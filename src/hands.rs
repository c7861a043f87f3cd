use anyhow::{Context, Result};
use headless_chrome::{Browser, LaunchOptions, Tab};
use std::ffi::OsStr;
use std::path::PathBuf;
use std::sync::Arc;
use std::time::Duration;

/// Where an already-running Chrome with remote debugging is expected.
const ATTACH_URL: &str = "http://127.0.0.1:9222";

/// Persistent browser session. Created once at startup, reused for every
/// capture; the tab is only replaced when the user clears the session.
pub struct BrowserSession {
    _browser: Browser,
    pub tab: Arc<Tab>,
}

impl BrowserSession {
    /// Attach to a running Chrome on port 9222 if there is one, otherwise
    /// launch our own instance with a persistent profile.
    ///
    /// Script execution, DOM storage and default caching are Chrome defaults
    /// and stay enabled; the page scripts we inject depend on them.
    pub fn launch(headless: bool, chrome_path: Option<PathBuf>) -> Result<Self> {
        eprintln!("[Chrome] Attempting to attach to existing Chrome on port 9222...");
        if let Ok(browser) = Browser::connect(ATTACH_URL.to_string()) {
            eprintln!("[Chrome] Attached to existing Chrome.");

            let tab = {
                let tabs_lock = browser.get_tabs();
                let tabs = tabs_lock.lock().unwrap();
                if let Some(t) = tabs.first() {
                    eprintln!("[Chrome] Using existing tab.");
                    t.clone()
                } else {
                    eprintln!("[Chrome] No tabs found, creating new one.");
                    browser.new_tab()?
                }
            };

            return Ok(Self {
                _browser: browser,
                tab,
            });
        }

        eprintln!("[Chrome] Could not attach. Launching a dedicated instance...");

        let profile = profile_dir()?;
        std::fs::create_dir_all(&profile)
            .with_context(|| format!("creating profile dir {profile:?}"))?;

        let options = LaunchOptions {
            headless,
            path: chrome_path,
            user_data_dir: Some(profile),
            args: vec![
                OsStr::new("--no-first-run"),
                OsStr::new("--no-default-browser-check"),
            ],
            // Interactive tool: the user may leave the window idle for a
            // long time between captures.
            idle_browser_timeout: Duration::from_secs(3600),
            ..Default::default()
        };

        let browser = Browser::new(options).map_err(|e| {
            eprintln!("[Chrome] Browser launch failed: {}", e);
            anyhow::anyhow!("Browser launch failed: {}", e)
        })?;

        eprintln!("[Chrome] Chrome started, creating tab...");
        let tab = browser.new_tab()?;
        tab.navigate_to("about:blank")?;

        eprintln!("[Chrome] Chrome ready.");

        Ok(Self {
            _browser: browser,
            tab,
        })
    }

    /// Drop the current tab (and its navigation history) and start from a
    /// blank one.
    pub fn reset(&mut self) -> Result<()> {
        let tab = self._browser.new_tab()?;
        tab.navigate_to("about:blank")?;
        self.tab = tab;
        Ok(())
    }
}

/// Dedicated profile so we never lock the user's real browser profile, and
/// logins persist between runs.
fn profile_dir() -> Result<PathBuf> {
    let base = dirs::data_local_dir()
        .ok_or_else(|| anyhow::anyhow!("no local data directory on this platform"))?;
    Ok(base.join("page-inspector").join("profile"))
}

------------------------------------

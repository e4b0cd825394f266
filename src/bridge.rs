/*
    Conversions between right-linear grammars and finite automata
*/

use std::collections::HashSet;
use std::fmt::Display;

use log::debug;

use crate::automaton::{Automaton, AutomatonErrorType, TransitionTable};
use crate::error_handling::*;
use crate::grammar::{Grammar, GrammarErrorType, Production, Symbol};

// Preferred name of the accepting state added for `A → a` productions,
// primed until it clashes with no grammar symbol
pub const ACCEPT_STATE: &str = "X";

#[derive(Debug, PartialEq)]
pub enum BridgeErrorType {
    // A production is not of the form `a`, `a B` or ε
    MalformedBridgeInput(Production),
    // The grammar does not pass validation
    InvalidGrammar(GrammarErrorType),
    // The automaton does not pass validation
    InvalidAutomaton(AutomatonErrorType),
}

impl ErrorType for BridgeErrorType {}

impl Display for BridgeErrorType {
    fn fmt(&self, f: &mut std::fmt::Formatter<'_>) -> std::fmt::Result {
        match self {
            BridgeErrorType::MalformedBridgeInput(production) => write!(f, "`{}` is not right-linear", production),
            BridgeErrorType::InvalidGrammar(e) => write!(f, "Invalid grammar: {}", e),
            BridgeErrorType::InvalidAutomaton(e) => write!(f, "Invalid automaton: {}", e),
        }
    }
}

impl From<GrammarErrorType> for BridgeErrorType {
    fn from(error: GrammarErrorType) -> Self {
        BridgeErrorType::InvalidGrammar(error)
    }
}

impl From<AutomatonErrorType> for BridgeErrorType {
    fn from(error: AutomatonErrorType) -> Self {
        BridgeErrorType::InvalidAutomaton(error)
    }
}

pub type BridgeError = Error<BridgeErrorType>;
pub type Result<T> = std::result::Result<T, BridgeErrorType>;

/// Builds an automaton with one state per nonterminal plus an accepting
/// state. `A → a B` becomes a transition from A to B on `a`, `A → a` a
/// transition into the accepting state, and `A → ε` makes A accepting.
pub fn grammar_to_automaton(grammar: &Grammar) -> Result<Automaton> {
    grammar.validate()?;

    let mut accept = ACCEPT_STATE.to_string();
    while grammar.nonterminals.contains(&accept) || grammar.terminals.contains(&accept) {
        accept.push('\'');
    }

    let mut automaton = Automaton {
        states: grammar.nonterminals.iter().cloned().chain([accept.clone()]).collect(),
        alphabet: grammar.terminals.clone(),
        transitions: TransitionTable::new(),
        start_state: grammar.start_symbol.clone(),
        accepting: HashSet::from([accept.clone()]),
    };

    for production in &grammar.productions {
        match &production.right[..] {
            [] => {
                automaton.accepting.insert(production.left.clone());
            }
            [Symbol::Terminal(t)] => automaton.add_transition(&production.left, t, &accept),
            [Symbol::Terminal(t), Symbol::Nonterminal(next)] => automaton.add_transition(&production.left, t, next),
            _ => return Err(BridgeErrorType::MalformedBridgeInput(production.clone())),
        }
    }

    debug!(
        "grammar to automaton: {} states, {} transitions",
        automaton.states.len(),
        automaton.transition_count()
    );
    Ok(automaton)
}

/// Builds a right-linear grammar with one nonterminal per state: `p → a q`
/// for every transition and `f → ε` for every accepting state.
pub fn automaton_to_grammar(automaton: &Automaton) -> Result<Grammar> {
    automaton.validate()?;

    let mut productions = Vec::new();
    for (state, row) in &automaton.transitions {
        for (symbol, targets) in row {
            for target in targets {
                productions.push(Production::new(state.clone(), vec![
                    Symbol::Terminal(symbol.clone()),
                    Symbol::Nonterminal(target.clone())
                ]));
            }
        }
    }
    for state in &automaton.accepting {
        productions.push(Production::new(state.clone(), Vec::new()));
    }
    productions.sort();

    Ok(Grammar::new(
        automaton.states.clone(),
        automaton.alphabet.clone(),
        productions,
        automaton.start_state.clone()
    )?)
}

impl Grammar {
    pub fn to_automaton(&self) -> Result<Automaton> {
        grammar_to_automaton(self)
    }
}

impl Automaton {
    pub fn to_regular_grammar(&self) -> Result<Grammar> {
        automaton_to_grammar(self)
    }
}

------------------------------------

Each line in the entries above, starting at the line with "let tabs_lock = browser.get_tabs();" and ending at the line with "window idle for a", is to be printed exactly, and only those lines.

                let tabs_lock = browser.get_tabs();
                let tabs = tabs_lock.lock().unwrap();
                if let Some(t) = tabs.first() {
                    eprintln!("[Chrome] Using existing tab.");
                    t.clone()
                } else {
                    eprintln!("[Chrome] No tabs found, creating new one.");
                    browser.new_tab()?
                }
            };

            return Ok(Self {
                _browser: browser,
                tab,
            });
        }

        eprintln!("[Chrome] Could not attach. Launching a dedicated instance...");

        let profile = profile_dir()?;
        std::fs::create_dir_all(&profile)
            .with_context(|| format!("creating profile dir {profile:?}"))?;

        let options = LaunchOptions {
            headless,
            path: chrome_path,
            user_data_dir: Some(profile),
            args: vec![
                OsStr::new("--no-first-run"),
                OsStr::new("--no-default-browser-check"),
            ],
            // Interactive tool: the user may leave the window idle for a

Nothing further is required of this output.